What to produce
Some of the lines below need repeating. Reproduce exactly those between the lines holding "self.granules_coded += 1;" and "self.log.record(summary.clone());", inclusive.

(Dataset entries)
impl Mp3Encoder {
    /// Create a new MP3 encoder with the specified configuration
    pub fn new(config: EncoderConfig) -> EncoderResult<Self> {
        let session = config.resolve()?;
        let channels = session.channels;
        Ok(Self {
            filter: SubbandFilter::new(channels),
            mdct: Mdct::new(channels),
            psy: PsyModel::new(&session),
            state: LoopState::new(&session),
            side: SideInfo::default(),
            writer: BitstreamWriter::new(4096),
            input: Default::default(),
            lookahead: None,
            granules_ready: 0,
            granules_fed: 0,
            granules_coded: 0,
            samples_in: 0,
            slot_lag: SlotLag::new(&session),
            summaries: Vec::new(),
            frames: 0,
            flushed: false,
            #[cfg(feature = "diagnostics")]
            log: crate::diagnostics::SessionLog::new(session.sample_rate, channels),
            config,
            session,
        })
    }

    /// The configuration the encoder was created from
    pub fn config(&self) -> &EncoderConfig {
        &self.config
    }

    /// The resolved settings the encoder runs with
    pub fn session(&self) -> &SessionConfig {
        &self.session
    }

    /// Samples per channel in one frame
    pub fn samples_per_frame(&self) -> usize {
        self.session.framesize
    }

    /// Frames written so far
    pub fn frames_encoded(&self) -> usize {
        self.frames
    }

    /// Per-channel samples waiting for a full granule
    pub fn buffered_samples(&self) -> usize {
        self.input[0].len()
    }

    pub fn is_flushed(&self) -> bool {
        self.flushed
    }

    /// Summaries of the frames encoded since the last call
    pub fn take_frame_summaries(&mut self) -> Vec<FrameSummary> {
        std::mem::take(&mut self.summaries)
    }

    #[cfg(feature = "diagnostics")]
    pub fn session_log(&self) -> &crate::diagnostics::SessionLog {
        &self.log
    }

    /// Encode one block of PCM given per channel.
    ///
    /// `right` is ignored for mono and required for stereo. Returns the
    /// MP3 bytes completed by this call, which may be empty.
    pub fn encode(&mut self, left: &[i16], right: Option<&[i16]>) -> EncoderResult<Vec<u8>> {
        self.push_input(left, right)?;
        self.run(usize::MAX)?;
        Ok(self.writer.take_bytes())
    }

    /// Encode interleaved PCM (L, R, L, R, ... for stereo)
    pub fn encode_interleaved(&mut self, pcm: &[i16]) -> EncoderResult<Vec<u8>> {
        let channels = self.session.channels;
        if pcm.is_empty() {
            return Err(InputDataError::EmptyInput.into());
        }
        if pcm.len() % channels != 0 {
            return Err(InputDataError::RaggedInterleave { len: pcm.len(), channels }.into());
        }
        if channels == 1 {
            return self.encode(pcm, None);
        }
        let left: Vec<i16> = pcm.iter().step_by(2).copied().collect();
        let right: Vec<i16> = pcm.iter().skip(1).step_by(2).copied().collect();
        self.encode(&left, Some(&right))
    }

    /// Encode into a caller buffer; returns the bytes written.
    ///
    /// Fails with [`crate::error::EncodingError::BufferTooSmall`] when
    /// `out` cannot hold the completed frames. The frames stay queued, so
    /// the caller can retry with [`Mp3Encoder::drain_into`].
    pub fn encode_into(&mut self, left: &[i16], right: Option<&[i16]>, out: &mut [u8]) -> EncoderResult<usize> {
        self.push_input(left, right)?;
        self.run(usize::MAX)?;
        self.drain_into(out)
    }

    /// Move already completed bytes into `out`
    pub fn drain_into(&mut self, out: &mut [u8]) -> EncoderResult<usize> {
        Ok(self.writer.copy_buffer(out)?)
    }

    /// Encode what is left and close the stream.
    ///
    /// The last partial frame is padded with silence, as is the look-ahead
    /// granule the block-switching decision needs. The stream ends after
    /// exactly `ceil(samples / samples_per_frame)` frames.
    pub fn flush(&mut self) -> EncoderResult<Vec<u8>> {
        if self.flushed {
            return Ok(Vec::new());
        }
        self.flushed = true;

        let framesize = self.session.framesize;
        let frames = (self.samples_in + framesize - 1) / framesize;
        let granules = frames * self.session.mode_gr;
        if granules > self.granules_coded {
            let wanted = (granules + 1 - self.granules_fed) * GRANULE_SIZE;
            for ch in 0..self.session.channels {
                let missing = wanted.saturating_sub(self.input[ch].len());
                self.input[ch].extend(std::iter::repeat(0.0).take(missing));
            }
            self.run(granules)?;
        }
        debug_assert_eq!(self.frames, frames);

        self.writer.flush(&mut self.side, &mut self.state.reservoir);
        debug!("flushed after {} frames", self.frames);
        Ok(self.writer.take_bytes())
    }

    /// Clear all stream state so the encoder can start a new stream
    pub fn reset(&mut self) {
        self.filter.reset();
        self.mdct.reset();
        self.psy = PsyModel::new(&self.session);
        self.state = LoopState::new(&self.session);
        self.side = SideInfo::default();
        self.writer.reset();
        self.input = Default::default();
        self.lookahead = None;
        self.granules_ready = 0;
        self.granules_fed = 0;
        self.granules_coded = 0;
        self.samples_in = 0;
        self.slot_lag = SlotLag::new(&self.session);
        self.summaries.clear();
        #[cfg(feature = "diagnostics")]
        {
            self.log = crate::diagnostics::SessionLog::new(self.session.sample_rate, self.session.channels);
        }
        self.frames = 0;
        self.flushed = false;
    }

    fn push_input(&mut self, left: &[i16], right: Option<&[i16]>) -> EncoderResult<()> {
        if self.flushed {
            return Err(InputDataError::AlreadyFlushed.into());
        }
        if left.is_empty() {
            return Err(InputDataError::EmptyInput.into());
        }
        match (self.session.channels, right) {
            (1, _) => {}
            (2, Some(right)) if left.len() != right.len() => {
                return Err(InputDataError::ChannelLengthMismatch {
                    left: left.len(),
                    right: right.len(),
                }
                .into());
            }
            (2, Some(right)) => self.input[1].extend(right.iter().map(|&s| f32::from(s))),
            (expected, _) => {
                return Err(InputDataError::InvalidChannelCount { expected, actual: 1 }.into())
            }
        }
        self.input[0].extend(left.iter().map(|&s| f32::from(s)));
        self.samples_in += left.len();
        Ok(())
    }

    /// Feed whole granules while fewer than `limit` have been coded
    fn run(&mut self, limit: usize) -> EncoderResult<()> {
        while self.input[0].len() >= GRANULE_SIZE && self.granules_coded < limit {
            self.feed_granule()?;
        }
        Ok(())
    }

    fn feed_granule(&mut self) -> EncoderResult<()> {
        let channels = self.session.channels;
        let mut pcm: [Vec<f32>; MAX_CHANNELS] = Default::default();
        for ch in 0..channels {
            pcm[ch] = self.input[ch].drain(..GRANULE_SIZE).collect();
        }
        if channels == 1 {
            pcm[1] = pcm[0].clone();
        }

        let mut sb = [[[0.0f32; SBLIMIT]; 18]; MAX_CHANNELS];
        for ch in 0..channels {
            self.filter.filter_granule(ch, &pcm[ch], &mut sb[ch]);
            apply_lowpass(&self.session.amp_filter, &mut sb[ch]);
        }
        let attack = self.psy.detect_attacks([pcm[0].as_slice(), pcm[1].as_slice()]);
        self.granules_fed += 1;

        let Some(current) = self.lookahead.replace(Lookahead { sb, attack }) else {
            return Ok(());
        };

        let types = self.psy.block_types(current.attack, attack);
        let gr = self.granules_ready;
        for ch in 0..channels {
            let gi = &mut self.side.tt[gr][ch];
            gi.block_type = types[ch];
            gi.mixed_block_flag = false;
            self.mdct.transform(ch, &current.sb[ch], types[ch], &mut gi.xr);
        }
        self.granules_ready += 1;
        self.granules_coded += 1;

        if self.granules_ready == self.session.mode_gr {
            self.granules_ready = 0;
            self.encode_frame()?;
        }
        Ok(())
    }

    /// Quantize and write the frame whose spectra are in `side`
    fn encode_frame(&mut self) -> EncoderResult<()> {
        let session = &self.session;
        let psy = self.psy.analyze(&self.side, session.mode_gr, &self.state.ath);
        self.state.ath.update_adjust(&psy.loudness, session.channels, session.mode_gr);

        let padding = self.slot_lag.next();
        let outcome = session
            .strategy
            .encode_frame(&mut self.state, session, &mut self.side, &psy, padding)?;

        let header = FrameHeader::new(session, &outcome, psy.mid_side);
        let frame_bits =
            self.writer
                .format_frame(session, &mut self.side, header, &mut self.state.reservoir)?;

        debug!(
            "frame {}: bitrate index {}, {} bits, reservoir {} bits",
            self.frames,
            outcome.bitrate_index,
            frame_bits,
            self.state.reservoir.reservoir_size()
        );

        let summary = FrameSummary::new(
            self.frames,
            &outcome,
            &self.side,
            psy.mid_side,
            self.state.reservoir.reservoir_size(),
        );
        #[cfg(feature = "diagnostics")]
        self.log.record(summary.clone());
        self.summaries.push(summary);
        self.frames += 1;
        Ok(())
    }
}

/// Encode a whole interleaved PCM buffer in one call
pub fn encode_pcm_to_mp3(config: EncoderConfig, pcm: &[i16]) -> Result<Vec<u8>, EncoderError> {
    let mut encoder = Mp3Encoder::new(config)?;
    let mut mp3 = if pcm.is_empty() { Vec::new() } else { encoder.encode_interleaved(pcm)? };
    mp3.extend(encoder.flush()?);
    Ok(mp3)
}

Answer to the problem
        self.granules_coded += 1;

        if self.granules_ready == self.session.mode_gr {
            self.granules_ready = 0;
            self.encode_frame()?;
        }
        Ok(())
    }

    /// Quantize and write the frame whose spectra are in `side`
    fn encode_frame(&mut self) -> EncoderResult<()> {
        let session = &self.session;
        let psy = self.psy.analyze(&self.side, session.mode_gr, &self.state.ath);
        self.state.ath.update_adjust(&psy.loudness, session.channels, session.mode_gr);

        let padding = self.slot_lag.next();
        let outcome = session
            .strategy
            .encode_frame(&mut self.state, session, &mut self.side, &psy, padding)?;

        let header = FrameHeader::new(session, &outcome, psy.mid_side);
        let frame_bits =
            self.writer
                .format_frame(session, &mut self.side, header, &mut self.state.reservoir)?;

        debug!(
            "frame {}: bitrate index {}, {} bits, reservoir {} bits",
            self.frames,
            outcome.bitrate_index,
            frame_bits,
            self.state.reservoir.reservoir_size()
        );

        let summary = FrameSummary::new(
            self.frames,
            &outcome,
            &self.side,
            psy.mid_side,
            self.state.reservoir.reservoir_size(),
        );
        #[cfg(feature = "diagnostics")]
        self.log.record(summary.clone());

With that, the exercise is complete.